Este hombre, en sus trabajos de chatero encontró en medio de esas pampas los sonidos de las invocaciones de los últimos tehuelches que luego irían al Ibáñez para quedarse. Observaba en esos tiempos, desde su labor, la estancia Huemules, gigantesca, infinita con el polvo de las reses y una animalada imposible que él miraba desde lo alto con verdadera devoción mientras avanzaba rumbo a muchas partes. Recuerda especialmente A Perito Moreno en otoño, con esos amarillos densos de las hojas de álamos, las casas de ladrillo, el agua que no existía, la sed en los veranos. Desde el tránsito de una gigantesca chata, don José Ruiz nos habla en lengua mapuche recostado en un trinche oscuro, viejo como él, mascullando acaso lo que cuando niño escuchó hablar a sus mayores, con palabras secas pero atadas a un profuso romance con el tiempo, vaciándolas en enigmáticas imágenes que nunca regresaron.
Una joven mujer es la encargada de servir de nexo entre los ancianos, para presentarme y no parecer extraño o de otro lugar. A ella no la he visto nunca más, pero salta entre los troncos y las champas verdes del pasto mojado para ir a golpear todas las puertas y no dejar de hablarme del programa de la radio que convoca a todas las gentes como en un ritual de domingos. Otra puerta se abre aquella mañana larga de tiempo rezagado. Y esta chica sonriente nos hace entrar, nos lleva a conocer a las familias, y ya saben que llegábamos con la grabadora, saben que el abuelo saldrá en la radio la semana siguiente.
Y luego los secretos inauditos de otro de los personajes, don Benicio Torres, contento como el anterior, sonriendo y compartiendo el mate que nos sirven sus hijas en medio de una atmósfera que toma formas y espacios cuando aparecen las primeras historias.
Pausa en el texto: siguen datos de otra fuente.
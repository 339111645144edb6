use anyhow::Result;
use clap::{Parser, Subcommand};
use std::net::SocketAddr;
use std::path::PathBuf;

use taskgen::contexts::health::DEFAULT_POLL_INTERVAL;
use taskgen::contexts::{EditableCollection, ExportFormat};
use taskgen::data::GenerationRequest;

mod cli;

#[derive(Parser)]
#[command(name = "taskgen")]
#[command(
    about = "Turn a feature idea into user stories, engineering tasks and risks",
    long_about = None
)]
struct Cli {
    #[command(subcommand)]
    command: Commands,

    #[arg(long, global = true, help = "Enable verbose debug output")]
    verbose: bool,

    #[arg(long, global = true, help = "Directory holding the spec history (defaults to .taskgen)")]
    data_dir: Option<PathBuf>,

    #[arg(long, global = true, help = "Provider registry file (defaults to providers.yml)")]
    providers: Option<PathBuf>,
}

#[derive(Subcommand)]
enum Commands {
    #[command(about = "Serve the generation and status endpoints over HTTP")]
    Serve {
        #[arg(long, default_value = "127.0.0.1:3000")]
        addr: SocketAddr,
    },

    #[command(about = "Generate a spec from a feature description and save it")]
    Generate {
        #[arg(long, help = "Feature goal")]
        goal: String,
        #[arg(long, help = "Target users")]
        users: String,
        #[arg(long, help = "Constraints")]
        constraints: String,
        #[arg(long, help = "Project template: mobile_app, web_app, internal_tool or api")]
        template: Option<String>,
    },

    #[command(subcommand)]
    History(HistoryCommands),

    #[command(about = "Edit an entry of a saved spec")]
    Edit {
        id: i64,
        #[command(subcommand)]
        action: cli::EditAction,
    },

    #[command(about = "List the group labels used in a saved spec")]
    Groups { id: i64 },

    #[command(about = "List the stories or tasks of a saved spec in one group")]
    Filter {
        id: i64,
        #[arg(help = "stories or tasks")]
        collection: EditableCollection,
        #[arg(default_value = "all", help = "Group label, or 'all'")]
        group: String,
    },

    #[command(about = "Export a saved spec as markdown or plain text")]
    Export {
        id: i64,
        #[arg(long, default_value = "markdown")]
        format: ExportFormat,
        #[arg(long, conflicts_with = "stdout", help = "Directory to write the export into")]
        out: Option<PathBuf>,
        #[arg(long, help = "Print the export instead of writing a file")]
        stdout: bool,
    },

    #[command(about = "Check backend and LLM provider health")]
    Status {
        #[arg(long, help = "Keep polling until interrupted")]
        watch: bool,
        #[arg(
            long,
            default_value_t = DEFAULT_POLL_INTERVAL.as_secs(),
            value_parser = clap::value_parser!(u64).range(1..)
        )]
        interval: u64,
    },
}

#[derive(Subcommand)]
#[command(about = "Inspect the saved spec history")]
enum HistoryCommands {
    #[command(about = "List saved specs, newest first")]
    List,
    #[command(about = "Show one saved spec")]
    Show { id: i64 },
    #[command(about = "Delete one saved spec")]
    Delete { id: i64 },
}

#[tokio::main]
async fn main() -> Result<()> {
    dotenvy::from_filename(".env.local").ok();
    dotenvy::dotenv().ok();

    let cli = Cli::parse();
    taskgen::logging::init(cli.verbose);

    let config = cli::Config {
        verbose: cli.verbose,
        data_dir: cli.data_dir,
        providers: cli.providers,
    };

    match cli.command {
        Commands::Serve { addr } => {
            cli::serve(addr, &config).await?;
        }
        Commands::Generate {
            goal,
            users,
            constraints,
            template,
        } => {
            let request = GenerationRequest::new(goal, users, constraints, template);
            cli::generate(request, &config).await?;
        }
        Commands::History(history_cmd) => match history_cmd {
            HistoryCommands::List => cli::history_list(&config)?,
            HistoryCommands::Show { id } => cli::history_show(id, &config)?,
            HistoryCommands::Delete { id } => cli::history_delete(id, &config)?,
        },
        Commands::Edit { id, action } => {
            cli::edit(id, action, &config)?;
        }
        Commands::Groups { id } => {
            cli::groups(id, &config)?;
        }
        Commands::Filter {
            id,
            collection,
            group,
        } => {
            cli::filter(id, collection, &group, &config)?;
        }
        Commands::Export {
            id,
            format,
            out,
            stdout,
        } => {
            cli::export(id, format, out, stdout, &config)?;
        }
        Commands::Status { watch, interval } => {
            cli::status(watch, interval, &config).await?;
        }
    }

    Ok(())
}
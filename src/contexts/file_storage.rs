use crate::data::{Storage, StorageError};
use std::fs;
use std::io::Write;
use std::path::{Path, PathBuf};

/// FileStorage is an implementation of the Storage trait that keeps each key
/// in its own JSON file under a data folder.
///
/// The layout is `{folder}/{key}.json`. Writes go to a temporary file in the
/// same folder and are renamed into place, so readers never observe a
/// partially written document.
#[derive(Debug, Clone)]
pub struct FileStorage {
    /// The root folder path (defaults to ".taskgen")
    folder: PathBuf,
}

impl FileStorage {
    /// Creates a new FileStorage instance
    ///
    /// # Arguments
    /// * `folder` - Optional root folder path. If None, defaults to ".taskgen"
    pub fn new(folder: Option<PathBuf>) -> Self {
        Self {
            folder: folder.unwrap_or_else(|| PathBuf::from(".taskgen")),
        }
    }

    pub fn folder(&self) -> &Path {
        &self.folder
    }

    /// Path format: `{folder}/{key}.json`
    fn get_path(&self, key: &str) -> PathBuf {
        self.folder.join(format!("{}.json", key))
    }
}

impl Storage for FileStorage {
    fn get(&self, key: &str) -> Result<Option<String>, StorageError> {
        let path = self.get_path(key);

        match fs::read_to_string(&path) {
            Ok(contents) => Ok(Some(contents)),
            Err(e) if e.kind() == std::io::ErrorKind::NotFound => Ok(None),
            Err(e) => Err(e.into()),
        }
    }

    fn set(&self, key: &str, value: &str) -> Result<(), StorageError> {
        fs::create_dir_all(&self.folder)?;

        let mut staged = tempfile::NamedTempFile::new_in(&self.folder)?;
        staged.write_all(value.as_bytes())?;
        staged.flush()?;
        staged
            .persist(self.get_path(key))
            .map_err(|e| StorageError::Io(e.error))?;

        Ok(())
    }
}
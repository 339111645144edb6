use crate::contexts::exporter::{self, ExportFormat};
use crate::contexts::generation::{GenerateError, generate};
use crate::contexts::history_store::HistoryStore;
use crate::contexts::llm_gateway::LlmGateway;
use crate::data::{GenerationRequest, GenerationResult, SpecDraft, SpecRecord, Storage};

/// Application state owned by the front end: the history plus the spec
/// currently being viewed or edited.
///
/// Edits go to the in-memory record only; [`save`](Self::save) writes them back.
pub struct SpecSession<S: Storage> {
    history: HistoryStore<S>,
    current: Option<SpecRecord>,
}

impl<S: Storage> SpecSession<S> {
    pub fn new(history: HistoryStore<S>) -> Self {
        Self {
            history,
            current: None,
        }
    }

    pub fn history(&self) -> &HistoryStore<S> {
        &self.history
    }

    /// Generates a spec, persists it and makes it current.
    pub async fn generate(
        &mut self,
        gateway: &LlmGateway,
        request: GenerationRequest,
    ) -> Result<&SpecRecord, GenerateError> {
        let data = generate(gateway, &request).await?;
        Ok(self.adopt(SpecDraft::new(request, data)))
    }

    /// Persists a draft and makes the stored record current.
    pub fn adopt(&mut self, draft: SpecDraft) -> &SpecRecord {
        let (record, _) = self.history.save_record(draft);
        self.current.insert(record)
    }

    /// Loads a stored record as the current spec.
    pub fn open(&mut self, id: i64) -> Option<&SpecRecord> {
        let record = self.history.get(id)?;
        Some(&*self.current.insert(record))
    }

    pub fn current(&self) -> Option<&SpecRecord> {
        self.current.as_ref()
    }

    pub fn data_mut(&mut self) -> Option<&mut GenerationResult> {
        self.current.as_mut().map(SpecRecord::data_mut)
    }

    /// Writes the current record back to the history.
    pub fn save(&mut self) -> Option<Vec<SpecRecord>> {
        let record = self.current.as_ref()?.clone();
        let specs = self.history.update(record);
        if let Some(stored) = self
            .current
            .as_ref()
            .and_then(|current| specs.iter().find(|spec| spec.id == current.id))
        {
            self.current = Some(stored.clone());
        }
        Some(specs)
    }

    pub fn export(&self, format: ExportFormat) -> Option<String> {
        self.current
            .as_ref()
            .map(|record| exporter::export(record, format))
    }

    pub fn close(&mut self) -> Option<SpecRecord> {
        self.current.take()
    }
}
pub mod api;

pub use api::{AppState, router};

use anyhow::Result;
use std::net::SocketAddr;

pub async fn start(addr: SocketAddr, state: AppState) -> Result<()> {
    api::serve(addr, state).await
}
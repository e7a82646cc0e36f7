//! Resort Client - async client for the resort operations backend
//!
//! Typed REST gateways, an explicit session context, availability
//! monitoring and check-in / check-out submission on top of the pure
//! dining rules in `shared`.

pub mod api;
pub mod availability;
pub mod client;
pub mod config;
pub mod error;
mod lifecycle;
pub mod logger;
pub mod session;

pub use availability::{AvailabilityMonitor, RefreshOutcome, StatsSource, load_availability};
pub use client::{HttpClient, NetworkHttpClient, ResortClient};
#[cfg(feature = "in-process")]
pub use client::OneshotHttpClient;
pub use config::ClientConfig;
pub use error::{ClientError, ClientResult};
pub use session::{Claims, SessionContext, SessionState, decode_claims};

// Re-export shared types for convenience
pub use shared::client::{ApiResponse, LoginRequest, LoginResponse};
pub use shared::dining::{CheckInForm, CheckOutForm, MealSchedule, RoomSlot, SlotState, StatsState};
Ahí sabemos que es de Paillaco, y que las tierras que encontró en El Tranquilo en nada se parecían a aquellas que abandonó a temprana edad para venirse a quedar para siempre a estas tierras heladas.
Benicio Torres fue de los buenos gauchos, tropeadores y domadores de potros, pero casi no lo contó él, sino una de sus hijas que tuvo que ayudarlo, que rió con él cuando iban armando los capítulos de tantas historias. El hombre fue jinete, muy jinete en las andanzas de la tierra con esa alegría aletargada de los viejos que entran a los abismos de sus recuerdos como si nada.
Así fue aquella jornada en esos cercanos días de los 90 cuando se armaban las temáticas, se analizaban los pormenores y todo quedaba anudado con una ayudita de los amigos.
Tanta gente reunida, cuyas voces ya muertas quieren seguir resonando más allá de la muerte, personas que se quedaron con nosotros en estas cintas de cromo que son eternas, y en donde se plantean sus vidas cuando el colono temprano se alza hacia la tierra volviendo la vista atrás.